*Extracted records*

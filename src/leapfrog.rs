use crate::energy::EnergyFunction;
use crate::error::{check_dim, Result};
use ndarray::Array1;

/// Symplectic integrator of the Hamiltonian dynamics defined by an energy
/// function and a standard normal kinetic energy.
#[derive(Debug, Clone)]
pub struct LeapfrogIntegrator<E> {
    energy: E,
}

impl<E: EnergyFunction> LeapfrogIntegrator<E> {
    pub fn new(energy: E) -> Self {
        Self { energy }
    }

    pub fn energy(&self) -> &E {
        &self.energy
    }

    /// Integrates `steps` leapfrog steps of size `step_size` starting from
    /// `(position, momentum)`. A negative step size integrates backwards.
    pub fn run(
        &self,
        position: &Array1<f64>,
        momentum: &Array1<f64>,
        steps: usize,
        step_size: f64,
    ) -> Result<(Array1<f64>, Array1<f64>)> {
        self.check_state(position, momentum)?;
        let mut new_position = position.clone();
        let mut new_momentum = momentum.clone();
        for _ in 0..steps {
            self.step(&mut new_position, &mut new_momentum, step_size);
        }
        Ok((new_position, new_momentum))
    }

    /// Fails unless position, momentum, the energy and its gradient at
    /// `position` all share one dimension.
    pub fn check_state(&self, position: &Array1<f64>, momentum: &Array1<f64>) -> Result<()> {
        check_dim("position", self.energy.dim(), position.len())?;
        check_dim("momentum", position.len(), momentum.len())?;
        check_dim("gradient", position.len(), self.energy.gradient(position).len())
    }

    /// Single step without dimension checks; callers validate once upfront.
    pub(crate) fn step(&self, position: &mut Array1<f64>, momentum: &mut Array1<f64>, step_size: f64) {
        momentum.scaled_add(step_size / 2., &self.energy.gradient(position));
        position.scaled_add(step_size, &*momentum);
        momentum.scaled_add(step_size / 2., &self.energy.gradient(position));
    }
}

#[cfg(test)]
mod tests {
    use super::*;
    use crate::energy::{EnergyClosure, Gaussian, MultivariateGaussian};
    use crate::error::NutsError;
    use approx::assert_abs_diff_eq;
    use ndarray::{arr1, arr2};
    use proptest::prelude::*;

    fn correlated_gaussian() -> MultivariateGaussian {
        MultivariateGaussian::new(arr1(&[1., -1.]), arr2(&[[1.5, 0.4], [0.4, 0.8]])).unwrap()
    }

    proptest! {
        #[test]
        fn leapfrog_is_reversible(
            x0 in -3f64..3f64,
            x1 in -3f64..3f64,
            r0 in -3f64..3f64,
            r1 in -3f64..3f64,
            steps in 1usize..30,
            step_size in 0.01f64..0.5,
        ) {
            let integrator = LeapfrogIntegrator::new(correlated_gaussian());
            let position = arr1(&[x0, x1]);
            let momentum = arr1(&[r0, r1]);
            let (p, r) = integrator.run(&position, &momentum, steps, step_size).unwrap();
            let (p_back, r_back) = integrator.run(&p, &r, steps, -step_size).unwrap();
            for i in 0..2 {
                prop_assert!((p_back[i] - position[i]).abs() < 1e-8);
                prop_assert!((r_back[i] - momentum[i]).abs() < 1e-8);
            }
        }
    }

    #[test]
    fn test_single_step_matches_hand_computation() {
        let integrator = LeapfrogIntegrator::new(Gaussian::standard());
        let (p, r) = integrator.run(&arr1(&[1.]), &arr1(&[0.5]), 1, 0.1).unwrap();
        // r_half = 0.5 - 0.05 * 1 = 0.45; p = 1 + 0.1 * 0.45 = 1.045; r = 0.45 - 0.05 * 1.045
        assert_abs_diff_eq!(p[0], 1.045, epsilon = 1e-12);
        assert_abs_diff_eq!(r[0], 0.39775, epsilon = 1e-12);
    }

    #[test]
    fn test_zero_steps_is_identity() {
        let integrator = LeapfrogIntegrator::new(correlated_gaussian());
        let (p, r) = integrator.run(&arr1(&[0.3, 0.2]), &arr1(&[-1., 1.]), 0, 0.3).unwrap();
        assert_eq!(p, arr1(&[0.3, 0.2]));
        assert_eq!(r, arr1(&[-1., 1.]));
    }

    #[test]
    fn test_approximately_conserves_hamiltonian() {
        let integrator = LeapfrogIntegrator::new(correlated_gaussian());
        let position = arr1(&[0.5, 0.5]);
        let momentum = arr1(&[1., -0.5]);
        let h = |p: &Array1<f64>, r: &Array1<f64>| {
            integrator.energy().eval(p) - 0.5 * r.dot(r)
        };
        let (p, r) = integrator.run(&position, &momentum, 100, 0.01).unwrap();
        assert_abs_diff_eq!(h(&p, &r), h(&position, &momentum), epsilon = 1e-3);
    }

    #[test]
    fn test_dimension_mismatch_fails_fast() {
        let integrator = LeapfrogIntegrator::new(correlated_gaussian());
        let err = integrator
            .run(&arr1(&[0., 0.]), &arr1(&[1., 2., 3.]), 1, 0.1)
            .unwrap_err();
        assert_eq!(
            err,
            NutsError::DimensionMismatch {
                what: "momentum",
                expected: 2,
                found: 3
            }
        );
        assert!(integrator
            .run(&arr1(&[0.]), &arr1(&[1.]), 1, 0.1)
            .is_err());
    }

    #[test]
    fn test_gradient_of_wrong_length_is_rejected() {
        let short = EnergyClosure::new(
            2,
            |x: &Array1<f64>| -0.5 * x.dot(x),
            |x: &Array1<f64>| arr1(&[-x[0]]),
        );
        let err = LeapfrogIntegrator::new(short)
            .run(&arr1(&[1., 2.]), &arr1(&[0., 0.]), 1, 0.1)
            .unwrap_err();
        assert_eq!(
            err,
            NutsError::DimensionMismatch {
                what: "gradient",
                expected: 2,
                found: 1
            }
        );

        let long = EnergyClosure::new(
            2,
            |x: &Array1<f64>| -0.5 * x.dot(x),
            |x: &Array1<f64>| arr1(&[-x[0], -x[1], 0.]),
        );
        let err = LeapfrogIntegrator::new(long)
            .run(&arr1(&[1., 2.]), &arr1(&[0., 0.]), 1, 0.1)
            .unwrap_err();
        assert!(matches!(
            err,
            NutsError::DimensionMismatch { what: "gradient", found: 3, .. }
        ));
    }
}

* * *

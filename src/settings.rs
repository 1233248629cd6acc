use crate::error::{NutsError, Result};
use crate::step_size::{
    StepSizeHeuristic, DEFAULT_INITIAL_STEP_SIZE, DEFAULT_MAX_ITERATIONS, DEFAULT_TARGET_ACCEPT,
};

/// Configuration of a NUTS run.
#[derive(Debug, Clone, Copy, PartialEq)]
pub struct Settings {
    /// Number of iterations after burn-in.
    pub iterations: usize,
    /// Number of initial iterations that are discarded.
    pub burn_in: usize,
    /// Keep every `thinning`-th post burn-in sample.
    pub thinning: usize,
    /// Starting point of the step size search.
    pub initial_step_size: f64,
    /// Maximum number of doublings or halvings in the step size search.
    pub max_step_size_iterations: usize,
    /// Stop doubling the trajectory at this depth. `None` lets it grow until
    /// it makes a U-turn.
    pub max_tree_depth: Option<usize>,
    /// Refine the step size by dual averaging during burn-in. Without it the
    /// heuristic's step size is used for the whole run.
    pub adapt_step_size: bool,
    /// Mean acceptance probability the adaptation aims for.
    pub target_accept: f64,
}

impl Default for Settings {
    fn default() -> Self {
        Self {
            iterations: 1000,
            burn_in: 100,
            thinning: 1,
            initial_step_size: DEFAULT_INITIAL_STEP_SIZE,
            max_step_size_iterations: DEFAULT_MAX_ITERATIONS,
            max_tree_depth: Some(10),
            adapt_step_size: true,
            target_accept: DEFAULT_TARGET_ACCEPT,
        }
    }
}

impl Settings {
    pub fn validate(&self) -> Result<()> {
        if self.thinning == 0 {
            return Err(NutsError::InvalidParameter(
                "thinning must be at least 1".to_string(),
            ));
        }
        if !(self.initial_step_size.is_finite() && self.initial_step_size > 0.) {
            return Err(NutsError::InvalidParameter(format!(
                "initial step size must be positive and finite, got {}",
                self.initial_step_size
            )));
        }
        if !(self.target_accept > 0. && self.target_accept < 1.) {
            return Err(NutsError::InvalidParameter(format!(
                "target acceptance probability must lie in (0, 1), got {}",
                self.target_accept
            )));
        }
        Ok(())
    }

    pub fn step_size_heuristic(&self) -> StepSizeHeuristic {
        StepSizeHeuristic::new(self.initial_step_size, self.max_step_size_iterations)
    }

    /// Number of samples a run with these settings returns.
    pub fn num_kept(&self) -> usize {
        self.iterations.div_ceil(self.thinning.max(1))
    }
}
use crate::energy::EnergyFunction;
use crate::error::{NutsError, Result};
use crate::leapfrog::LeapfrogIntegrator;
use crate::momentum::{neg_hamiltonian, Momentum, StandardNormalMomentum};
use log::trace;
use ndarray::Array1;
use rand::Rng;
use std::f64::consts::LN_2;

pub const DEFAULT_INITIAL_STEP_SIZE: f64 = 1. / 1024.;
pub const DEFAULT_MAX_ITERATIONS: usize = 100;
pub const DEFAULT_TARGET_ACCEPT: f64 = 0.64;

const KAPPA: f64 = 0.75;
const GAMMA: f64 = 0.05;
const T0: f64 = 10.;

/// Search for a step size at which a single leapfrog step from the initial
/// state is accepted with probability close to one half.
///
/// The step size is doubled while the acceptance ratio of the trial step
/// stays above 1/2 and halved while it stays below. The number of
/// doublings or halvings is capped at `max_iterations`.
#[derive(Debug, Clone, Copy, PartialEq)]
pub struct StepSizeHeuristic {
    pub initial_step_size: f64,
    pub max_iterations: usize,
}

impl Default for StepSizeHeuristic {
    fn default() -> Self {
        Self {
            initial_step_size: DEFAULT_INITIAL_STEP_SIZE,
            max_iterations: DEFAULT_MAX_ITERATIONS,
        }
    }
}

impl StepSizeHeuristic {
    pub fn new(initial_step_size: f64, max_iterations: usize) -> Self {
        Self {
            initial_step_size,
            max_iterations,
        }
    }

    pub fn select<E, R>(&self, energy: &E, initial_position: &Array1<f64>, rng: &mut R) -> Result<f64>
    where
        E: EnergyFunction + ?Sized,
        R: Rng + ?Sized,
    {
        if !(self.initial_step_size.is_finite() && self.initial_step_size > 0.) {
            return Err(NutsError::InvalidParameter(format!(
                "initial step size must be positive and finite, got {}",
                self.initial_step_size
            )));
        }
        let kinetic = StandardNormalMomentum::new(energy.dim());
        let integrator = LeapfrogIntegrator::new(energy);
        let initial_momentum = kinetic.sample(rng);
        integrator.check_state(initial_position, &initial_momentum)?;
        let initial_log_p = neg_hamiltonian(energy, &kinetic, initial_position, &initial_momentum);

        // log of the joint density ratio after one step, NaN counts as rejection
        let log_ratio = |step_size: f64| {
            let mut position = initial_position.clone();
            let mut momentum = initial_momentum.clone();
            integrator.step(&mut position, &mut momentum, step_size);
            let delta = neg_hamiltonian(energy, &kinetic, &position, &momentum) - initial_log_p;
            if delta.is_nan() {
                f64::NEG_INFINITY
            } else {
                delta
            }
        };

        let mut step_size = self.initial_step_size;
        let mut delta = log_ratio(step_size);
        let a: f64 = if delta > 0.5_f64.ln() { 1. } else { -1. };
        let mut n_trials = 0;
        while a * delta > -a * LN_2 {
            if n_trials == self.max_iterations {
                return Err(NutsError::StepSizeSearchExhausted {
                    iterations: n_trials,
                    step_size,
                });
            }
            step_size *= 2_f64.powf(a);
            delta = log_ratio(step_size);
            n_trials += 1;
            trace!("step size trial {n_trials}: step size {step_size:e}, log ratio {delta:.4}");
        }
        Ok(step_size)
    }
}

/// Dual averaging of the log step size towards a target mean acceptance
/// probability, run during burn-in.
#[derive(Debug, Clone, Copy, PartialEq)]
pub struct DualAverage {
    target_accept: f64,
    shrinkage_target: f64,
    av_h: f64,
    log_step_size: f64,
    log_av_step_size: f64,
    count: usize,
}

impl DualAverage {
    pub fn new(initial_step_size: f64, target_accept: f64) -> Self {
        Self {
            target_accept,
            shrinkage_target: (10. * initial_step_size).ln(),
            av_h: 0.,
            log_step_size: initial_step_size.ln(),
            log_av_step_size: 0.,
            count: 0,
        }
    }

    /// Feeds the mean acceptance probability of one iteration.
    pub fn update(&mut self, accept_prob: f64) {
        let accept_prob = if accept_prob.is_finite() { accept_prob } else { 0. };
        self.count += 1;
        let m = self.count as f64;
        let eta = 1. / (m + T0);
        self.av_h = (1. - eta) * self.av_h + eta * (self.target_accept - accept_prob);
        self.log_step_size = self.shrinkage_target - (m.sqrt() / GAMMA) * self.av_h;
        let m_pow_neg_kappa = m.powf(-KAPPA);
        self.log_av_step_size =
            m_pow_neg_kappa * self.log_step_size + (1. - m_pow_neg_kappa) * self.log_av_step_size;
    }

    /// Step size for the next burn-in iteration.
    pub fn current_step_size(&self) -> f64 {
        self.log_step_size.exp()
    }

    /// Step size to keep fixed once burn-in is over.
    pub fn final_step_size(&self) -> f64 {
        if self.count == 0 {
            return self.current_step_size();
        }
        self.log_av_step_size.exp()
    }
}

---

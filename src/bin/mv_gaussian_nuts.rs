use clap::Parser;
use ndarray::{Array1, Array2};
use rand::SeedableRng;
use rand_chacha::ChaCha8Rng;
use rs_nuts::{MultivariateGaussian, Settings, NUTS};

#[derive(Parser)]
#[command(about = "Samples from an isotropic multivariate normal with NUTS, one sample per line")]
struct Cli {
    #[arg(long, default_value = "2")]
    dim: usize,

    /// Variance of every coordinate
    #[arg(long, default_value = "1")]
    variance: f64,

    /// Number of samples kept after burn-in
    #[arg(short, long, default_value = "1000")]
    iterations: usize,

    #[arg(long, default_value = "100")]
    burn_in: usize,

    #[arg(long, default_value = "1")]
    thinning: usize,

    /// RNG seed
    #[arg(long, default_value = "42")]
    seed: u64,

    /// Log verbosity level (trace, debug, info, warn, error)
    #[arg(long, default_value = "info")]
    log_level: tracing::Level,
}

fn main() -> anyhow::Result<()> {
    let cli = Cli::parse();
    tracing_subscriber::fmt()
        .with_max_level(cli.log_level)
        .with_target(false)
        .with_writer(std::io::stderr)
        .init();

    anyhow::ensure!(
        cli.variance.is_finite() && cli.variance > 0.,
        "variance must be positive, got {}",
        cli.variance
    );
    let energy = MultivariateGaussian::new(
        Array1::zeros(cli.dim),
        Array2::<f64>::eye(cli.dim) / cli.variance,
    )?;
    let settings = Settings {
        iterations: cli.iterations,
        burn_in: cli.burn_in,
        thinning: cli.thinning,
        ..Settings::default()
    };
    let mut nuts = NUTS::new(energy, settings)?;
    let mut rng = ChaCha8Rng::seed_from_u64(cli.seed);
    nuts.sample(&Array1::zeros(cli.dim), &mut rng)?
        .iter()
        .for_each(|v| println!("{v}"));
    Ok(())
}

*ABOUT THIS EXERCISE*
Among the records, find each line where the word "what" occurs, and copy it.

*EXPECTED ANSWER*
                what: "momentum",
                what: "gradient",
            NutsError::DimensionMismatch { what: "gradient", found: 3, .. }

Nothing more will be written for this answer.